Abstract:
Cancer cellular heterogeneity and therapy resistance arise substantially from metabolic and transcriptional adaptations, but how these are interconnected is poorly understood. Here, we show that, in melanoma, the cancer stem cell marker aldehyde dehydrogenase 1A3 (ALDH1A3) forms an enzymatic partnership with acetyl-coenzyme A (CoA) synthetase 2 (ACSS2) in the nucleus to couple high glucose metabolic flux with acetyl-histone H3 modification of neural crest (NC) lineage and glucose metabolism genes. Importantly, we show that acetaldehyde is a metabolite source for acetyl-histone H3 modification in an ALDH1A3-dependent manner, providing a physiologic function for this highly volatile and toxic metabolite.
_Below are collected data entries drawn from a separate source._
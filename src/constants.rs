//! Constants used throughout formwork

/// Configuration file names in order of preference
pub const CONFIG_FILENAMES: &[&str] =
    &["formwork.json", "formwork.yaml", "formwork.yml"];

/// Markup returned in place of a template that does not exist.
pub const MISSING_TEMPLATE_PLACEHOLDER: &str = "<strong>Not it!</strong>";

/// Subdirectory of the template root holding partials
pub const PARTIALS_DIR: &str = "partials";

/// Subdirectory of the template root holding compiled templates
pub const CACHE_DIR: &str = "cache";

/// Permission bits used when no existing ancestor can be inspected
pub const DEFAULT_DIR_MODE: u32 = 0o777;

/// STDIN indicator for CLI arguments
pub const STDIN_INDICATOR: &str = "-";

/// Field type names and their accepted synonyms
pub mod field_types {
    pub const TEXT: &str = "text";
    pub const HIDDEN: &str = "hidden";
    pub const CHECKBOX: &str = "checkbox";
    pub const CHECKBOX_SYNONYM: &str = "check";
    pub const RADIO: &str = "radio";
    pub const RADIO_SYNONYM: &str = "radiobutton";
    pub const SELECT: &str = "select";
    pub const TEXTAREA: &str = "textarea";
}

/// Exit codes
pub mod exit_codes {
    pub const FAILURE: i32 = 1;
}

/// Verbosity levels
pub mod verbosity {
    pub const OFF: u8 = 0;
    pub const INFO: u8 = 1;
    pub const DEBUG: u8 = 2;
    pub const TRACE: u8 = 3;
}
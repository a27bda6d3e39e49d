/// Handles argument parsing and command dispatch.
pub mod cli;

/// Configuration file handling.
pub mod config;

/// Constants shared across modules.
pub mod constants;

/// Template folder management and rendering.
pub mod engine;

/// Defines custom error types.
pub mod error;

/// Extension traits for standard library types.
pub mod ext;

/// Declarative HTML form fields.
pub mod fields;

/// A set of helpers for working with the file system.
pub mod ioutils;

/// Engine adapters for the supported templating syntaxes.
pub mod renderer;
//! Declarative HTML form fields
//!
//! This module contains the field generation components:
//! - `types`: Field descriptors, attribute values and rendered output
//! - `attributes`: Attribute serialization and HTML escaping
//! - `renderer`: Descriptor to markup conversion
//! - `set`: Field sets loaded from JSON or YAML files

pub mod attributes;
pub mod renderer;
pub mod set;
pub mod types;

pub use attributes::{escape_html, to_html_attributes};
pub use renderer::{
    checkbox_field, hidden_field, radio_field, select_field, text_field, textarea_field,
    FieldRenderer, FieldRendererConfig,
};
pub use set::{FieldEntry, FieldSet};
pub use types::{
    AttrValue, Attributes, FieldDescriptor, FieldKind, FieldType, RawField, RenderedField,
    SelectOption, UnknownTypePolicy,
};
use crate::error::Result;
use std::path::PathBuf;
use std::sync::Arc;

/// Options handed to an engine adapter when it is constructed.
#[derive(Debug, Clone, PartialEq)]
pub struct EngineOptions {
    /// Directory templates are loaded from
    pub loader_root: PathBuf,
    /// Directory mustache partials are loaded from. Twig templates include
    /// partials by their path under `loader_root` instead.
    pub partials_root: PathBuf,
    /// Reserved for compiled templates. Both engines compile in memory, so
    /// neither adapter writes here.
    pub cache_dir: PathBuf,
    /// Extension template files carry, `None` when names are used verbatim.
    /// Mustache partials use it too, falling back to `mustache`.
    pub extension: Option<String>,
    /// HTML-escape `{{ value }}` in twig templates. Mustache always escapes
    /// `{{value}}` and leaves `{{{value}}}` raw.
    pub autoescape: bool,
    /// Fail on variables missing from the context (twig)
    pub strict_variables: bool,
}

/// Caller-supplied override applied to [`EngineOptions`] before every
/// adapter is built.
pub type OptionsHook = Arc<dyn Fn(EngineOptions) -> EngineOptions + Send + Sync>;

/// A templating engine able to render a named template file.
pub trait EngineAdapter {
    /// Renders a template file with the given context.
    ///
    /// # Arguments
    /// * `file_name` - Template file name relative to the loader root
    /// * `context` - Context variables for rendering
    ///
    /// # Returns
    /// * `Result<String>` - Rendered template string
    fn render(&self, file_name: &str, context: &serde_json::Value) -> Result<String>;
}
In a zebrafish melanoma residual disease model, an ALDH1-high subpopulation emerges following BRAF inhibitor treatment, and targeting these with an ALDH1 suicide inhibitor, nifuroxazide, delays or prevents BRAF inhibitor drug-resistant relapse. Our work reveals that the ALDH1A3-ACSS2 couple directly coordinates nuclear acetaldehyde-acetyl-CoA metabolism with specific chromatin-based gene regulation and represents a potential therapeutic vulnerability in melanoma.
摘要:
癌细胞异质性和治疗抗性主要来自代谢和转录适应。但是人们对它们之间的联系知之甚少。这里,我们证明,在黑色素瘤中,癌症干细胞标记醛脱氢酶1A3(ALDH1A3)与细胞核中的乙酰辅酶A(CoA)合成酶2(ACSS2)形成酶促伙伴关系,以将高葡萄糖代谢通量与神经c(NC)谱系和葡萄糖代谢基因的乙酰组蛋白H3修饰偶联。重要的是,我们表明乙醛是乙酰组蛋白H3修饰的代谢物来源,为这种高挥发性和毒性的代谢物提供生理功能。在斑马鱼黑色素瘤残留病模型中,BRAF抑制剂治疗后出现ALDH1高亚群,用ALDH1自杀抑制剂靶向这些药物,硝呋嗪,延迟或防止BRAF抑制剂耐药复发。我们的工作表明,ALDH1A3-ACSS2偶联直接协调核乙醛-乙酰-CoA代谢与特定的基于染色质的基因调控,并代表了黑色素瘤的潜在治疗脆弱性。